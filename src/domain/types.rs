// ==========================================
// 集装箱单证核对系统 - 领域类型定义
// ==========================================
// 依据: Column_Role_Spec_v0.4.md - 语义角色体系
// 依据: Reorder_Engine_Spec_v0.2.md - 块与积载键
// ==========================================

use serde::{Deserialize, Serialize};
use std::collections::HashMap;
use std::fmt;
use uuid::Uuid;

// ==========================================
// 语义角色 (Semantic Role)
// ==========================================
// 红线: 同一分类轮次内,一列最多承担一个角色
#[derive(Debug, Clone, Copy, PartialEq, Eq, Hash, Serialize, Deserialize)]
#[serde(rename_all = "SCREAMING_SNAKE_CASE")]
pub enum SemanticRole {
    ContainerId,       // 箱号
    Stowage,           // 积载位置 (BBRRTT)
    TemperatureSet,    // 设定温度
    TemperatureActual, // 实测温度
    UnNumber,          // UN 编号
    DgClass,           // 危险品等级
}

impl SemanticRole {
    /// 全部角色,按分配优先级排序（箱号最先）
    pub const ALL: [SemanticRole; 6] = [
        SemanticRole::ContainerId,
        SemanticRole::Stowage,
        SemanticRole::TemperatureSet,
        SemanticRole::TemperatureActual,
        SemanticRole::UnNumber,
        SemanticRole::DgClass,
    ];

    /// 分配优先级序号（greedy 平手时使用）
    pub fn priority(&self) -> usize {
        Self::ALL.iter().position(|r| r == self).unwrap_or(usize::MAX)
    }
}

impl fmt::Display for SemanticRole {
    fn fmt(&self, f: &mut fmt::Formatter<'_>) -> fmt::Result {
        match self {
            SemanticRole::ContainerId => write!(f, "CONTAINER_ID"),
            SemanticRole::Stowage => write!(f, "STOWAGE"),
            SemanticRole::TemperatureSet => write!(f, "TEMPERATURE_SET"),
            SemanticRole::TemperatureActual => write!(f, "TEMPERATURE_ACTUAL"),
            SemanticRole::UnNumber => write!(f, "UN_NUMBER"),
            SemanticRole::DgClass => write!(f, "DG_CLASS"),
        }
    }
}

// ==========================================
// 列画像 (Column Profile)
// ==========================================
// 每次分类运行重新计算,之后不再变更
#[derive(Debug, Clone, Serialize, Deserialize)]
pub struct ColumnProfile {
    pub column_index: usize,
    /// 扫描窗口内非空单元格数
    pub non_empty: usize,
    /// 角色 → 加权匹配数之和
    pub role_weights: HashMap<SemanticRole, f64>,
    /// 校验位通过的箱号数（区别于仅形态匹配）
    pub valid_container_count: usize,
    pub header_text: Option<String>,
}

impl ColumnProfile {
    /// 匹配密度 = 加权匹配数 / 非空数,封顶 1.0
    pub fn density(&self, role: SemanticRole) -> f64 {
        if self.non_empty == 0 {
            return 0.0;
        }
        let matched = self.role_weights.get(&role).copied().unwrap_or(0.0);
        (matched / self.non_empty as f64).min(1.0)
    }
}

// ==========================================
// 角色分配 (Role Assignment)
// ==========================================
#[derive(Debug, Clone, Copy, PartialEq, Serialize, Deserialize)]
pub struct RoleMatch {
    pub column: usize,
    /// 置信度 ∈ [0, 1]
    pub confidence: f64,
}

#[derive(Debug, Clone, Default, Serialize, Deserialize)]
pub struct RoleAssignment {
    assignments: HashMap<SemanticRole, RoleMatch>,
}

impl RoleAssignment {
    pub fn new() -> Self {
        Self::default()
    }

    pub fn insert(&mut self, role: SemanticRole, column: usize, confidence: f64) {
        self.assignments.insert(
            role,
            RoleMatch {
                column,
                confidence: confidence.clamp(0.0, 1.0),
            },
        );
    }

    pub fn get(&self, role: SemanticRole) -> Option<RoleMatch> {
        self.assignments.get(&role).copied()
    }

    pub fn column_of(&self, role: SemanticRole) -> Option<usize> {
        self.get(role).map(|m| m.column)
    }

    pub fn is_assigned(&self, role: SemanticRole) -> bool {
        self.assignments.contains_key(&role)
    }

    /// 已占用的列集合
    pub fn used_columns(&self) -> Vec<usize> {
        let mut cols: Vec<usize> = self.assignments.values().map(|m| m.column).collect();
        cols.sort_unstable();
        cols
    }

    pub fn len(&self) -> usize {
        self.assignments.len()
    }

    pub fn is_empty(&self) -> bool {
        self.assignments.is_empty()
    }

    /// 已分配角色的平均置信度（空分配 → 0）
    ///
    /// 按固定角色顺序求和,浮点结果逐位可复现
    pub fn mean_confidence(&self) -> f64 {
        if self.assignments.is_empty() {
            return 0.0;
        }
        let sum: f64 = SemanticRole::ALL
            .iter()
            .filter_map(|r| self.assignments.get(r))
            .map(|m| m.confidence)
            .sum();
        sum / self.assignments.len() as f64
    }
}

// ==========================================
// 工作表候选 (Sheet Candidate)
// ==========================================
// 无效候选保留 reason,供运行级诊断汇总
#[derive(Debug, Clone, Serialize, Deserialize)]
pub struct SheetCandidate {
    pub sheet_id: String,
    pub assignment: RoleAssignment,
    pub overall_confidence: f64,
    /// 数据区内箱号形态匹配数
    pub container_count: usize,
    /// 其中校验位通过的数量
    pub valid_container_count: usize,
    pub header_row: usize,
    pub data_start_row: usize,
    /// 未找到真实表头,采用合成表头模式
    pub synthetic_header: bool,
    pub is_valid: bool,
    pub reason: Option<String>,
}

// ==========================================
// 告警 (Role Warning)
// ==========================================
#[derive(Debug, Clone, Copy, PartialEq, Eq, Serialize, Deserialize)]
#[serde(rename_all = "SCREAMING_SNAKE_CASE")]
pub enum WarnLevel {
    Info,
    Warning,
}

#[derive(Debug, Clone, Serialize, Deserialize)]
pub struct RoleWarning {
    pub sheet_id: String,
    pub level: WarnLevel,
    pub role: Option<SemanticRole>,
    pub message: String,
}

// ==========================================
// 分类运行报告 (Classify Report)
// ==========================================
#[derive(Debug, Clone, Serialize, Deserialize)]
pub struct ClassifyReport {
    pub run_id: Uuid,
    /// 全部候选（含无效,按输入工作表顺序）
    pub candidates: Vec<SheetCandidate>,
    /// 选中工作表 id（无可用工作表时为 None）
    pub selected: Option<String>,
    pub warnings: Vec<RoleWarning>,
}

impl ClassifyReport {
    pub fn selected_candidate(&self) -> Option<&SheetCandidate> {
        let id = self.selected.as_deref()?;
        self.candidates.iter().find(|c| c.sheet_id == id)
    }

    pub fn valid_candidates(&self) -> impl Iterator<Item = &SheetCandidate> {
        self.candidates.iter().filter(|c| c.is_valid)
    }

    /// 逐工作表失败原因汇总（运行级诊断文本）
    pub fn failure_summary(&self) -> String {
        self.candidates
            .iter()
            .filter(|c| !c.is_valid)
            .map(|c| {
                format!(
                    "  - {}: {}",
                    c.sheet_id,
                    c.reason.as_deref().unwrap_or("原因未记录")
                )
            })
            .collect::<Vec<_>>()
            .join("\n")
    }
}

// ==========================================
// 块 (Block)
// ==========================================
// 不变量: 块之间不重叠,与头部/尾部行共同精确划分网格
#[derive(Debug, Clone, PartialEq, Eq, Serialize, Deserialize)]
pub struct Block {
    pub container_id: String,
    pub start_row: usize,
    /// 排他上界
    pub end_row: usize,
}

impl Block {
    pub fn len(&self) -> usize {
        self.end_row.saturating_sub(self.start_row)
    }

    pub fn is_empty(&self) -> bool {
        self.end_row <= self.start_row
    }
}

// ==========================================
// 积载键 (Stowage Key)
// ==========================================
// 6 位数字串 BBRRTT;缺失键 "ZZZZZZ" 按字典序排在所有数字键之后
#[derive(Debug, Clone, PartialEq, Eq, PartialOrd, Ord, Hash, Serialize, Deserialize)]
pub struct StowageKey(String);

impl StowageKey {
    pub const MISSING: &'static str = "ZZZZZZ";

    /// 从已规范化的 6 位数字串构造
    pub fn from_digits(digits: String) -> Self {
        debug_assert_eq!(digits.len(), 6);
        Self(digits)
    }

    pub fn missing() -> Self {
        Self(Self::MISSING.to_string())
    }

    pub fn is_missing(&self) -> bool {
        self.0 == Self::MISSING
    }

    pub fn as_str(&self) -> &str {
        &self.0
    }
}

impl fmt::Display for StowageKey {
    fn fmt(&self, f: &mut fmt::Formatter<'_>) -> fmt::Result {
        write!(f, "{}", self.0)
    }
}

// ==========================================
// 块审计记录 (Block Audit)
// ==========================================
// 重排引擎输出契约的一部分
#[derive(Debug, Clone, Serialize, Deserialize)]
pub struct BlockAudit {
    pub container_id: String,
    pub resolved_key: StowageKey,
    pub injected: bool,
}
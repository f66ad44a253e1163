// ==========================================
// 集装箱单证核对系统 - 领域层
// ==========================================
// 依据: Manifest_Structure_Spec_v0.2.md - 1. 数据模型
// ==========================================
// 职责: 实体与类型定义,不含业务规则
// ==========================================

pub mod cell;
pub mod types;

pub use cell::{CellValue, Grid};
pub use types::{
    Block, BlockAudit, ClassifyReport, ColumnProfile, RoleAssignment, RoleMatch, RoleWarning,
    SemanticRole, SheetCandidate, StowageKey, WarnLevel,
};
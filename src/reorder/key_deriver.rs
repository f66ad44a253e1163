// ==========================================
// 集装箱单证核对系统 - 积载键派生与排序
// ==========================================
// 依据: Reorder_Engine_Spec_v0.2.md - 4. 键派生与稳定排序
// 职责: 外部积载映射 → 规范 6 位键;块按键稳定排序
// ==========================================
// 红线: 必须稳定排序 —— 同键块保持原相对顺序
// (两箱合法共享同一位置待人工修正的场景真实存在)
// 红线: 排序不得改动块内部行序
// ==========================================

use crate::domain::{Block, CellValue, StowageKey};
use crate::pattern::stowage;
use std::collections::HashMap;

/// 键化块: 块 + 派生积载键
#[derive(Debug, Clone, PartialEq, Eq)]
pub struct KeyedBlock {
    pub block: Block,
    pub key: StowageKey,
}

/// 从原始积载值派生规范键
///
/// 去除非数字字符,左侧补零/截断为恰好 6 位;
/// 无法解析 → 缺失键(排在所有数字键之后)
pub fn derive_key(raw: Option<&CellValue>) -> StowageKey {
    let text = match raw.and_then(|c| c.canonical_string()) {
        Some(t) => t,
        None => return StowageKey::missing(),
    };

    // 口语形态先转数字形态
    if let Some(pos) = stowage::parse_str(&text) {
        return match stowage::normalize_key(&pos.display_key()) {
            Some(k) => StowageKey::from_digits(k),
            None => StowageKey::missing(),
        };
    }

    match stowage::normalize_key(&text) {
        Some(k) => StowageKey::from_digits(k),
        None => StowageKey::missing(),
    }
}

/// 按外部积载映射为各块派生键
pub fn key_blocks(
    blocks: &[Block],
    stowage_map: &HashMap<String, CellValue>,
) -> Vec<KeyedBlock> {
    blocks
        .iter()
        .map(|block| KeyedBlock {
            block: block.clone(),
            key: derive_key(stowage_map.get(&block.container_id)),
        })
        .collect()
}

/// 按键字典序稳定排序（缺失键 "ZZZZZZ" 天然排最后）
pub fn sort_keyed(mut keyed: Vec<KeyedBlock>) -> Vec<KeyedBlock> {
    keyed.sort_by(|a, b| a.key.cmp(&b.key));
    keyed
}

### Problem details
Nothing should be returned except the lines from the first line of the data above through the line with "use std::fmt;", each one exact.

### Response to the task
filename src/domain/types.rs
// ==========================================
// 集装箱单证核对系统 - 领域类型定义
// ==========================================
// 依据: Column_Role_Spec_v0.4.md - 语义角色体系
// 依据: Reorder_Engine_Spec_v0.2.md - 块与积载键
// ==========================================

use serde::{Deserialize, Serialize};
use std::collections::HashMap;
use std::fmt;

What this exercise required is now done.